Ela ressalta que esse luto pode afetar a saúde mental com sintomas depressivos, ansiedade e, em casos mais graves, com um transtorno de luto prolongado. “Fisicamente, pode haver sintomas como fadiga, insônia, dores musculares, problemas digestivos e aumento na vulnerabilidade a doenças, uma vez que o sistema imunológico também pode ser afetado pelo estresse emocional”, diz.
Neste momento, o apoio dos familiares e amigos se torna essencial, e pequenas atitudes podem fazer toda a diferença. “O mais importante é estar presente, ouvir com empatia e sem julgamento, e evitar frases clichês como ‘o tempo cura tudo’ ou ‘você precisa seguir em frente’. Às vezes, apenas dizer ‘estou aqui para você’ ou ‘quer falar sobre isso?’ já é o suficiente. Para pessoas que ainda estão enlutadas muitos anos após a perda, é importante não minimizar a dor nem sugerir que há um ‘prazo’ para o luto. Cada pessoa tem seu tempo de processamento. Demonstrar interesse em ouvir as memórias que ela deseja compartilhar e validar seus sentimentos é uma forma poderosa de apoio. Também pode ser útil incentivar a encontrar novos significados na vida, sem pressionar a esquecer ou substituir a pessoa que se foi”, completa.

A terapia irá ajudar
Mirella explica que a terapia oferece um espaço seguro para a pessoa processar a perda, elaborar suas emoções e reconstruir sua vida após o luto. Ela diz que o profissional irá ajudar a identificar bloqueios emocionais e fornecer estratégias personalizadas para lidar com o sofrimento. “Grupos de apoio também são extremamente valiosos, pois promovem um senso de pertencimento e permitem que a pessoa compartilhe sua experiência com outras que estão passando por situações semelhantes, o que diminui a sensação de isolamento.”
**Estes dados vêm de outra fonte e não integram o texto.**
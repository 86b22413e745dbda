//! # HTTP Server
//!
//! Metrics scrape and liveness/readiness endpoints.
//!
//! - `GET /metrics`: Prometheus text exposition of the global registry
//! - `GET /healthz`, `GET /readyz`: `200 ok` while the process is alive

use crate::observability::metrics::gather_text;
use anyhow::{Context, Result};
use axum::http::{header, StatusCode};
use axum::response::{IntoResponse, Response};
use axum::routing::get;
use axum::Router;
use std::future::Future;
use std::net::SocketAddr;
use std::sync::atomic::{AtomicBool, Ordering};
use std::sync::Arc;
use tokio::net::TcpListener;
use tower_http::trace::TraceLayer;
use tracing::{error, info};

/// Shared server state
#[derive(Debug, Clone, Default)]
pub struct ServerState {
    /// Set once the listener is bound
    pub is_ready: Arc<AtomicBool>,
}

impl ServerState {
    pub fn is_ready(&self) -> bool {
        self.is_ready.load(Ordering::Relaxed)
    }
}

async fn metrics_handler() -> Response {
    match gather_text() {
        Ok(body) => (
            StatusCode::OK,
            [(header::CONTENT_TYPE, prometheus::TEXT_FORMAT)],
            body,
        )
            .into_response(),
        Err(e) => {
            error!(error = %e, "Failed to render metrics");
            (StatusCode::INTERNAL_SERVER_ERROR, e.to_string()).into_response()
        }
    }
}

async fn ok_handler() -> &'static str {
    "ok"
}

pub fn router() -> Router {
    Router::new()
        .route("/metrics", get(metrics_handler))
        .route("/healthz", get(ok_handler))
        .route("/readyz", get(ok_handler))
        .layer(TraceLayer::new_for_http())
}

/// Bind `0.0.0.0:<port>` and serve until `shutdown` resolves.
///
/// `state.is_ready` is set as soon as the listener is bound.
///
/// # Errors
///
/// Returns an error if the port cannot be bound or the server fails.
pub async fn start_server<F>(port: u16, state: ServerState, shutdown: F) -> Result<()>
where
    F: Future<Output = ()> + Send + 'static,
{
    let addr = SocketAddr::from(([0, 0, 0, 0], port));
    let listener = TcpListener::bind(addr)
        .await
        .with_context(|| format!("Failed to bind HTTP server to {addr}"))?;

    state.is_ready.store(true, Ordering::Relaxed);
    info!(%addr, "HTTP server listening");

    axum::serve(listener, router())
        .with_graceful_shutdown(shutdown)
        .await
        .context("HTTP server error")?;

    info!("HTTP server stopped");
    Ok(())
}

#[cfg(test)]
mod tests {
    use super::*;
    use axum::body::{to_bytes, Body};
    use axum::http::Request;
    use tower::ServiceExt;

    async fn get_path(path: &str) -> (StatusCode, String) {
        let response = router()
            .oneshot(Request::builder().uri(path).body(Body::empty()).unwrap())
            .await
            .unwrap();
        let status = response.status();
        let body = to_bytes(response.into_body(), usize::MAX).await.unwrap();
        (status, String::from_utf8(body.to_vec()).unwrap())
    }

    #[tokio::test]
    async fn test_health_endpoints() {
        assert_eq!(get_path("/healthz").await, (StatusCode::OK, "ok".to_string()));
        assert_eq!(get_path("/readyz").await, (StatusCode::OK, "ok".to_string()));
    }

    #[tokio::test]
    async fn test_metrics_endpoint() {
        crate::observability::metrics::register_metrics().unwrap();
        crate::observability::metrics::controller_metrics::increment_reconciles_total();

        let (status, body) = get_path("/metrics").await;
        assert_eq!(status, StatusCode::OK);
        assert!(body.contains("platform_status_reconciler_reconciles_total"));
    }

    #[tokio::test]
    async fn test_unknown_path() {
        let (status, _) = get_path("/nope").await;
        assert_eq!(status, StatusCode::NOT_FOUND);
    }

    #[tokio::test]
    async fn test_start_server_sets_ready_and_stops() {
        let state = ServerState::default();
        let (tx, rx) = tokio::sync::oneshot::channel::<()>();
        let handle = tokio::spawn(start_server(0, state.clone(), async {
            let _ = rx.await;
        }));

        for _ in 0..100 {
            if state.is_ready() {
                break;
            }
            tokio::time::sleep(std::time::Duration::from_millis(10)).await;
        }
        assert!(state.is_ready());

        tx.send(()).unwrap();
        handle.await.unwrap().unwrap();
    }
}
Sinais que indicam a necessidade de buscar ajuda incluem: tristeza persistente por muitos meses, incapacidade de retomar as atividades cotidianas, isolamento social extremo, pensamentos suicidas, abuso de substâncias ou sintomas físicos constantes e sem causa aparente.

A importância do luto
“O luto nos ensina que a perda faz parte da condição humana e que não existe uma única maneira correta de sofrer. Cada processo de luto é único, e ele nos convida a desenvolver resiliência, compaixão e a reconhecer a importância dos vínculos afetivos. Também aprendemos a valorizar o presente e a aceitar a impermanência da vida, cultivando uma visão mais profunda sobre a fragilidade e a beleza das relações. Não é sobre ‘esquecer’ quem se foi, mas sim sobre encontrar novas formas de conexão e significado. Ele nos lembra que a dor e o amor são aspectos inseparáveis, e que, ao integrar essa experiência, podemos crescer como indivíduos e encontrar caminhos de renovação”, finaliza.